The firm’s most recent biannual, entitled “Protecting Your Business from Cyber Attacks,” found that DDoS attacks grew by 81.7% between last year and 2023. The raw numbers are just as startling: There were a bit more than 90,000 attacks in 2023 and almost 165,000 attacks in 2024.

The company makes the point that such results are more proof that it is vital to create reliable and secure networks.

The size of the problem is equally impressive when viewed in more limited timeframes. For instance, the reports points to Netscout estimates that there were about 43,750 DDoS attacks per day and that more than 75% of new businesses are attacked within 42 days of going online.

The report pointed out that DDoS attacks often are probes to determine weak points for future attacks.

The report found that attack size increased as well, so organizations were being hit harder in addition to more often. Measured by size, the cloud and SaaS sector had the largest share of the top 10% of attacks. The two areas displaced telecommunications for the dubious distinction. The report identifies education, healthcare, and finance as key targets for attacks.

Telecom is a particularly important industry because a successful attack can cross sector boundaries and has financial, social, and public security ramifications. The broad attack surfaces presented by telecom networks — which include “varying complexities of infrastructure and multiple targets with multiple points of entry” — can be test grounds for attacks ultimately aimed at other industries.

The Zayo report also examined the prevalence of burst attacks. Last year, 86.78% of attacks were shorter than 10 minutes, with 10.26% of attacks lasting between 10 and 30 minutes. That means that almost all attacks — 97.04%, to be exact — were less than 30 minutes in duration.

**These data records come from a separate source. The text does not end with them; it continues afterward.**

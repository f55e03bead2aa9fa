use std::collections::VecDeque;
use std::vec::Vec;

use crate::hal::{HalError, Hardware, PortIndex, Transport};

/// 模拟端口状态
#[derive(Debug, Default)]
struct SimPort {
    /// 当前挂起的接收长度
    pending_receive: Option<usize>,
    /// 已发送、尚未被取走的帧
    sent: VecDeque<Vec<u8>>,
    /// 为 true 时拒绝发送
    refuse_sends: bool,
}

/// 模拟串口，记录每个端口的接收请求和发出的字节
#[derive(Debug)]
pub struct SimTransport {
    ports: Vec<SimPort>,
}

impl SimTransport {
    pub fn new(port_count: usize) -> Self {
        Self {
            ports: (0..port_count).map(|_| SimPort::default()).collect(),
        }
    }

    pub fn port_count(&self) -> usize {
        self.ports.len()
    }

    /// 端口上挂起的接收长度
    pub fn pending_receive(&self, port: PortIndex) -> Option<usize> {
        self.ports.get(port).and_then(|p| p.pending_receive)
    }

    /// 取走端口上最早发出的一帧
    pub fn pop_sent(&mut self, port: PortIndex) -> Option<Vec<u8>> {
        self.ports.get_mut(port).and_then(|p| p.sent.pop_front())
    }

    /// 取走端口上发出的全部字节块
    pub fn take_sent(&mut self, port: PortIndex) -> Vec<Vec<u8>> {
        self.ports
            .get_mut(port)
            .map(|p| p.sent.drain(..).collect())
            .unwrap_or_default()
    }

    pub fn sent_count(&self, port: PortIndex) -> usize {
        self.ports.get(port).map_or(0, |p| p.sent.len())
    }

    pub fn set_refuse_sends(&mut self, port: PortIndex, refuse: bool) {
        if let Some(p) = self.ports.get_mut(port) {
            p.refuse_sends = refuse;
        }
    }
}

impl Transport for SimTransport {
    fn start_receive(&mut self, port: PortIndex, len: usize) -> Result<(), HalError> {
        let p = self.ports.get_mut(port).ok_or(HalError::InvalidPort)?;
        p.pending_receive = Some(len);
        Ok(())
    }

    fn start_send(&mut self, port: PortIndex, bytes: &[u8]) -> Result<(), HalError> {
        let p = self.ports.get_mut(port).ok_or(HalError::InvalidPort)?;
        if p.refuse_sends {
            return Err(HalError::Busy);
        }
        p.sent.push_back(bytes.to_vec());
        Ok(())
    }
}

/// 模拟器硬件实现
#[derive(Debug)]
pub struct SimHardware {
    uid: u32,
    transport: SimTransport,
    relays_open: [bool; 2],
    sensor_state: u16,
    battery_voltage: u16,
    /// 记录继电器动作，便于测试断言
    relay_log: Vec<(u8, bool)>,
}

impl SimHardware {
    pub fn new(uid: u32, port_count: usize) -> Self {
        Self {
            uid,
            transport: SimTransport::new(port_count),
            relays_open: [true; 2],
            sensor_state: 0,
            battery_voltage: 3300,
            relay_log: Vec::new(),
        }
    }

    pub fn transport_ref(&self) -> &SimTransport {
        &self.transport
    }

    pub fn set_sensor_state(&mut self, state: u16) {
        self.sensor_state = state;
    }

    pub fn set_battery_voltage(&mut self, millivolts: u16) {
        self.battery_voltage = millivolts;
    }

    /// 继电器动作记录：(序号, 是否断开)
    pub fn relay_log(&self) -> &[(u8, bool)] {
        &self.relay_log
    }

    fn set_relay(&mut self, index: u8, open: bool) -> Result<(), HalError> {
        let slot = self
            .relays_open
            .get_mut(index as usize)
            .ok_or(HalError::InvalidRelay)?;
        *slot = open;
        self.relay_log.push((index, open));
        Ok(())
    }
}

impl Hardware for SimHardware {
    type Transport = SimTransport;

    fn device_uid(&self) -> u32 {
        self.uid
    }

    fn transport(&mut self) -> &mut Self::Transport {
        &mut self.transport
    }

    fn relay_open(&mut self, index: u8) -> Result<(), HalError> {
        self.set_relay(index, true)
    }

    fn relay_close(&mut self, index: u8) -> Result<(), HalError> {
        self.set_relay(index, false)
    }

    fn relay_is_open(&self, index: u8) -> bool {
        self.relays_open.get(index as usize).copied().unwrap_or(true)
    }

    fn sensor_state(&self) -> u16 {
        self.sensor_state
    }

    fn battery_voltage(&self) -> u16 {
        self.battery_voltage
    }
}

“A cause for celebration? Not quite,” the report says. “Shorter duration attempts are often conducted intentionally, so defenders don’t have time to manually analyze traffic and behaviors. This is why an automated protection system is necessary: attacks both large and small will equally be protected without the need for manual intervention, making all the posturing and strategy on an attacker’s end completely irrelevant.”